A beautiful little boat soon drew up at their feet with two children on board, one a boy who had hair of a flaxen colour and the other a girl, so fair that her hair shone like silver.
The boat was in the shape of a flying fish and they learned that it could rise out of the water and fly in the air at the wish of the steersman.
"Oh, do let us see it fly," cried Rex as they took their seats at one end. The boat slowly rose into the air, then dipped into the waves, and then rose again, for it did not seem able to climb to any great height above the water. The children were shown that it was driven by electricity. In the bottom of the boat were copper-plates just under the seat of the girl who steered. She wore curious sandals; the left foot had a copper sole and the right sole was made of zinc, and when she wanted the boat to rise she pressed with both feet, but only with the right foot if she wanted to sink onto the waves again, while pressure on the copper sole brought the boat to a standstill. They heard curious music as they glided along, and not seeing any birds, they asked where it came from.
"It is the fishes," they were told. "They are quite tame and they sing to us, for we have no birds in the Land of the Fishes."
Passing numbers of small boats like the one they were in, they soon arrived at the Pearly Castle, and embarking on a small quay, walked up a path made of different kinds of shells between rows of girls clad in cloaks of pale mauve.

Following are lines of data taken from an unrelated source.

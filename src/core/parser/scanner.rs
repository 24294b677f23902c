//! Document tree scanner
//!
//! Collects every candidate document under a root directory, extracts its
//! course record, and aggregates the results. A broken document is recorded
//! as a failure and never stops the scan.

use std::fs;
use std::path::{Path, PathBuf};

use ignore::WalkBuilder;

use super::metadata::MetadataExtractor;
use crate::core::config::Config;
use crate::core::error::{CourseMapError, FailureKind};
use crate::core::models::{ParseFailure, ScanResult};
use crate::{debug, info};

/// Scan `root` for course documents
///
/// Documents are processed in path order, so the collision policy always
/// resolves the same way for the same tree.
///
/// # Errors
/// Returns [`CourseMapError::InputNotFound`] when `root` does not exist, is
/// not a directory, or cannot be listed. Everything below the root is
/// reported on the returned [`ScanResult`] instead.
pub fn scan_directory<P: AsRef<Path>>(root: P, config: &Config) -> Result<ScanResult, CourseMapError> {
    let root = root.as_ref();
    let input_not_found = |message: String| CourseMapError::InputNotFound {
        path: root.to_path_buf(),
        message,
    };

    let metadata = fs::metadata(root).map_err(|e| input_not_found(e.to_string()))?;
    if !metadata.is_dir() {
        return Err(input_not_found("not a directory".to_string()));
    }
    fs::read_dir(root).map_err(|e| input_not_found(e.to_string()))?;

    let mut result = ScanResult::new();
    let mut documents = collect_documents(root, config, &mut result);
    documents.sort();

    info!(
        "Scanning {} candidate document(s) under {}",
        documents.len(),
        root.display()
    );

    let extractor = MetadataExtractor::new(config.scan.root_key.clone());
    for path in documents {
        let text = match fs::read_to_string(&path) {
            Ok(text) => text,
            Err(e) => {
                result.record_failure(ParseFailure::new(path, FailureKind::Unreadable, e.to_string()));
                continue;
            }
        };

        match extractor.extract(&text) {
            Ok(record) => {
                debug!("Found course {} in {}", record.id, path.display());
                let _ = result.insert(record.with_source(path), config.scan.collision);
            }
            Err(err) => result.record_failure(ParseFailure::from_extraction(path, &err)),
        }
    }

    Ok(result)
}

/// Walk the tree under `root` and return the candidate documents
///
/// Hidden entries are skipped. `.gitignore` and `.ignore` files are not
/// consulted; the configured ignore patterns are the only filter.
fn collect_documents(root: &Path, config: &Config, result: &mut ScanResult) -> Vec<PathBuf> {
    let walker = WalkBuilder::new(root)
        .standard_filters(false)
        .hidden(true)
        .build();

    let mut documents = Vec::new();
    for entry in walker {
        let entry = match entry {
            Ok(entry) => entry,
            Err(err) => {
                let path = error_path(&err).unwrap_or(root).to_path_buf();
                result.record_failure(ParseFailure::new(
                    path,
                    FailureKind::Unreadable,
                    err.to_string(),
                ));
                continue;
            }
        };

        let path = entry.path();
        if entry.file_type().is_some_and(|t| t.is_dir())
            || !path.is_file()
            || !config.accepts_extension(path)
        {
            continue;
        }

        let relative = path.strip_prefix(root).unwrap_or(path);
        if config.should_ignore(relative) {
            debug!("Ignoring {}", relative.display());
            continue;
        }
        documents.push(path.to_path_buf());
    }
    documents
}

/// Path an error from the walker refers to, if it names one
fn error_path(err: &ignore::Error) -> Option<&Path> {
    match err {
        ignore::Error::WithPath { path, .. } => Some(path.as_path()),
        ignore::Error::WithDepth { err, .. } | ignore::Error::WithLineNumber { err, .. } => {
            error_path(err)
        }
        ignore::Error::Loop { child, .. } => Some(child.as_path()),
        ignore::Error::Partial(errs) => errs.iter().find_map(error_path),
        _ => None,
    }
}
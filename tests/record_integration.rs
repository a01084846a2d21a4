// Integration tests for text records: chunking, trailers and decoding
// through the engine.

use mobitext::engine::{self, CompressionMethod};
use mobitext::palmdoc;
use mobitext::record::{self, DEFAULT_RECORD_SIZE, RecordOptions, TextTrailers};

/// 17 bytes per repeat, so record boundaries drift through the pattern and
/// some of them split the three-byte dash.
fn book_text() -> Vec<u8> {
    "Ünïcödé — x".repeat(1000).into_bytes()
}

fn decode_all(records: &[Vec<u8>], trailers: TextTrailers) -> Vec<u8> {
    let mut out = Vec::new();
    for r in records {
        let chunk = engine::decode_record(
            CompressionMethod::PalmDoc,
            r,
            trailers,
            None,
            DEFAULT_RECORD_SIZE,
        )
        .unwrap();
        out.extend_from_slice(&chunk);
    }
    out
}

#[test]
fn records_cover_text_in_fixed_chunks() {
    let text = book_text();
    let opts = RecordOptions::default();
    let records = record::compress_text(&text, &opts);
    assert_eq!(records.len(), text.len().div_ceil(DEFAULT_RECORD_SIZE));

    for (i, r) in records.iter().enumerate() {
        let (len, _) = record::text_length(r, TextTrailers::MULTIBYTE).unwrap();
        let chunk = palmdoc::decompress_to_vec(&r[..len], DEFAULT_RECORD_SIZE).unwrap();
        let start = i * DEFAULT_RECORD_SIZE;
        let end = (start + DEFAULT_RECORD_SIZE).min(text.len());
        assert_eq!(chunk, &text[start..end], "record {i}");
    }
    assert_eq!(decode_all(&records, TextTrailers::MULTIBYTE), text);
}

#[test]
fn multibyte_trailer_completes_split_characters() {
    let text = book_text();
    let records = record::compress_text(&text, &RecordOptions::default());

    // 12288 lands on the last byte of an em dash (E2 80 94).
    let (len, overlap) = record::text_length(&records[2], TextTrailers::MULTIBYTE).unwrap();
    assert_eq!(overlap, 1);
    assert_eq!(records[2][len..len + overlap], [0x94]);
    assert_eq!(*records[2].last().unwrap(), 0x01);

    for (i, r) in records.iter().enumerate() {
        let (len, overlap) = record::text_length(r, TextTrailers::MULTIBYTE).unwrap();
        let end = ((i + 1) * DEFAULT_RECORD_SIZE).min(text.len());
        assert_eq!(&r[len..len + overlap], record::multibyte_overlap(&text, end));
    }
}

#[test]
fn extra_trailing_entries_are_skipped() {
    let text = book_text();
    let mut records = record::compress_text(&text, &RecordOptions::default());
    for r in &mut records {
        r.extend_from_slice(&[0xAA, 0xBB, 0x83]);
    }
    let flags = TextTrailers::MULTIBYTE | TextTrailers::UNKNOWN1;
    assert_eq!(decode_all(&records, flags), text);
}

#[test]
fn records_without_trailer() {
    let text = book_text();
    let opts = RecordOptions {
        record_size: 1000,
        multibyte_trailer: false,
    };
    let records = record::compress_text(&text, &opts);
    assert_eq!(records.len(), 17);

    let mut out = Vec::new();
    for r in &records {
        let chunk =
            engine::decode_record(CompressionMethod::PalmDoc, r, TextTrailers::empty(), None, 1000)
                .unwrap();
        assert!(chunk.len() <= 1000);
        out.extend_from_slice(&chunk);
    }
    assert_eq!(out, text);
}

#[test]
fn empty_text_has_no_records() {
    assert!(record::compress_text(&[], &RecordOptions::default()).is_empty());
}

#[test]
fn uncompressed_records_roundtrip() {
    let text = book_text();
    let mut out = Vec::new();
    for (start, end) in record::split_points(text.len(), DEFAULT_RECORD_SIZE) {
        let enc = engine::encode_text(CompressionMethod::Uncompressed, &text[start..end]).unwrap();
        let dec =
            engine::decode_text(CompressionMethod::Uncompressed, &enc, None, DEFAULT_RECORD_SIZE)
                .unwrap();
        out.extend_from_slice(&dec);
    }
    assert_eq!(out, text);
}

#[cfg(feature = "parallel")]
#[test]
fn parallel_records_match_sequential() {
    let text = book_text();
    let opts = RecordOptions::default();
    let sequential = record::compress_text(&text, &opts);
    let parallel = record::compress_text_parallel(&text, &opts);
    assert_eq!(parallel, sequential);
    assert_eq!(decode_all(&parallel, TextTrailers::MULTIBYTE), text);
}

Their shoes were most beautiful, and nearly all the jewels they wore were on their feet.
There were no bright colours anywhere in the castle. The walls were of white marble and pearl-shell; the pillars appeared to be moonstones. It reminded them of the mist they had once seen on an early morning at the seaside, with the Sun shining through. All the walls and pillars gave out a musical note when they were touched, and everyone they met in the passages had a musical instrument.

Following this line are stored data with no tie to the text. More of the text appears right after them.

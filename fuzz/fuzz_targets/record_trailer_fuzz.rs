#![no_main]
use libfuzzer_sys::fuzz_target;
use mobitext::engine::{self, CompressionMethod};
use mobitext::record::{self, TextTrailers};

fuzz_target!(|data: &[u8]| {
    let Some((&flags, record)) = data.split_first() else {
        return;
    };
    let trailers = TextTrailers::from_bits_retain(flags as u32);
    if let Ok((len, overlap)) = record::text_length(record, trailers) {
        assert!(len + overlap <= record.len());
    }
    let _ = engine::decode_record(CompressionMethod::PalmDoc, record, trailers, None, 4096);
});
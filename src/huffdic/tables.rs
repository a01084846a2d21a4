// Canonical Huffman decode tables.
//
// Two tables drive decoding:
//   - **Lookup table** (256 entries): indexed by the top 8 bits of the bit
//     window.  Terminal entries give the code length and `max_code` outright;
//     non-terminal entries give a starting length to extend from.
//   - **Code-range table** (32 entries): per code length (1-based), the
//     inclusive `[min_code, max_code]` of the canonical codes of that length.
//
// Both arrive as big-endian byte blocks from the container parser:
//   lookup entry:  bits 31..8 max_code | bit 7 terminal | bits 4..0 code length
//   code range:    u32 min_code, u32 max_code

/// Lookup table entries.
pub const LUT_ENTRIES: usize = 256;

/// Code-range table entries (one per code length 1..=32).
pub const CODE_RANGE_ENTRIES: usize = 32;

/// Size of the packed big-endian lookup table.
pub const LUT_BYTES: usize = LUT_ENTRIES * 4;

/// Size of the packed big-endian code-range table.
pub const CODE_RANGE_BYTES: usize = CODE_RANGE_ENTRIES * 8;

// ---------------------------------------------------------------------------
// Errors
// ---------------------------------------------------------------------------

#[derive(Debug, Clone, thiserror::Error, PartialEq, Eq)]
pub enum TableError {
    #[error("{what} truncated: need {needed} bytes, have {actual}")]
    Truncated {
        what: &'static str,
        needed: usize,
        actual: usize,
    },

    #[error("dictionary index shift {0} out of range (must be < 32)")]
    InvalidIndexShift(u32),

    #[error("dictionary has no shards")]
    NoShards,

    #[error("shard {shard} uses index shift {actual}, expected {expected}")]
    MismatchedIndexShift {
        shard: usize,
        expected: u32,
        actual: u32,
    },

    #[error("shard holds {entries} entries, more than index shift {index_shift} allows")]
    ShardTooLarge { entries: usize, index_shift: u32 },
}

// ---------------------------------------------------------------------------
// Lookup entry
// ---------------------------------------------------------------------------

/// One packed lookup-table entry.
#[derive(Debug, Clone, Copy, Default, PartialEq, Eq)]
pub struct LutEntry(u32);

impl LutEntry {
    /// Wrap a packed big-endian-decoded value.
    #[inline]
    pub const fn from_packed(packed: u32) -> Self {
        Self(packed)
    }

    /// Build an entry from its fields.  `max_code` keeps its low 24 bits.
    pub const fn new(max_code: u32, terminal: bool, code_bit_length: u8) -> Self {
        let flag = if terminal { 0x80 } else { 0 };
        Self((max_code << 8) | flag | (code_bit_length as u32 & 0x1F))
    }

    #[inline]
    pub const fn packed(self) -> u32 {
        self.0
    }

    #[inline]
    pub const fn max_code(self) -> u32 {
        self.0 >> 8
    }

    #[inline]
    pub const fn is_terminal(self) -> bool {
        self.0 & 0x80 != 0
    }

    /// Code length in bits; for non-terminal entries, the length to start
    /// extending from.
    #[inline]
    pub const fn code_bit_length(self) -> u8 {
        (self.0 & 0x1F) as u8
    }
}

// ---------------------------------------------------------------------------
// Code range
// ---------------------------------------------------------------------------

/// Inclusive canonical code bounds for one code length.
#[derive(Debug, Clone, Copy, Default, PartialEq, Eq)]
pub struct CodeRange {
    pub min_code: u32,
    pub max_code: u32,
}

// ---------------------------------------------------------------------------
// Tables
// ---------------------------------------------------------------------------

/// Immutable lookup + code-range tables.
#[derive(Debug, Clone)]
pub struct HuffTables {
    lut: [LutEntry; LUT_ENTRIES],
    code_ranges: [CodeRange; CODE_RANGE_ENTRIES],
}

impl HuffTables {
    pub fn new(
        lut: [LutEntry; LUT_ENTRIES],
        code_ranges: [CodeRange; CODE_RANGE_ENTRIES],
    ) -> Self {
        Self { lut, code_ranges }
    }

    /// Parse the big-endian lookup and code-range blocks.
    ///
    /// Extra trailing bytes are ignored.
    pub fn from_be_bytes(lut: &[u8], code_ranges: &[u8]) -> Result<Self, TableError> {
        if lut.len() < LUT_BYTES {
            return Err(TableError::Truncated {
                what: "lookup table",
                needed: LUT_BYTES,
                actual: lut.len(),
            });
        }
        if code_ranges.len() < CODE_RANGE_BYTES {
            return Err(TableError::Truncated {
                what: "code-range table",
                needed: CODE_RANGE_BYTES,
                actual: code_ranges.len(),
            });
        }

        let mut tables = Self::new(
            [LutEntry::default(); LUT_ENTRIES],
            [CodeRange::default(); CODE_RANGE_ENTRIES],
        );
        for (entry, chunk) in tables.lut.iter_mut().zip(lut.chunks_exact(4)) {
            *entry = LutEntry::from_packed(read_be_u32(chunk));
        }
        for (range, chunk) in tables
            .code_ranges
            .iter_mut()
            .zip(code_ranges.chunks_exact(8))
        {
            range.min_code = read_be_u32(&chunk[..4]);
            range.max_code = read_be_u32(&chunk[4..]);
        }
        Ok(tables)
    }

    /// Lookup entry for the top byte of the bit window.
    #[inline(always)]
    pub fn lookup(&self, top: u8) -> LutEntry {
        self.lut[top as usize]
    }

    /// Code range for a code length in `1..=32`.
    #[inline(always)]
    pub fn code_range(&self, code_bit_length: u32) -> CodeRange {
        self.code_ranges[code_bit_length as usize - 1]
    }
}

#[inline]
fn read_be_u32(chunk: &[u8]) -> u32 {
    u32::from_be_bytes([chunk[0], chunk[1], chunk[2], chunk[3]])
}

// ---------------------------------------------------------------------------
// Tests
// ---------------------------------------------------------------------------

After passing through many halls and twisting stairways, they at last stood in the throne room and saw King Neptune. His throne was made of a massive sea shell, with cushions of violet silk. In his hand he held a long wand of some white, shining metal, at the top of which were three branches, each tipped with a pearl.
"Neptune's trident," they whispered to each other.
He bade them welcome and turned to a beautiful lady who stood at his side, and asked her to show the children the wonders of this country.
"Queen Venus spends many hours in this land helping me," he said, "and she understands children much better than I do."
They were taken from room to room in the castle; in one they found an orchestra of many children, each child playing a different instrument, yet the music was the most beautiful they had ever heard. One or two sat quietly in a corner, seemingly doing nothing.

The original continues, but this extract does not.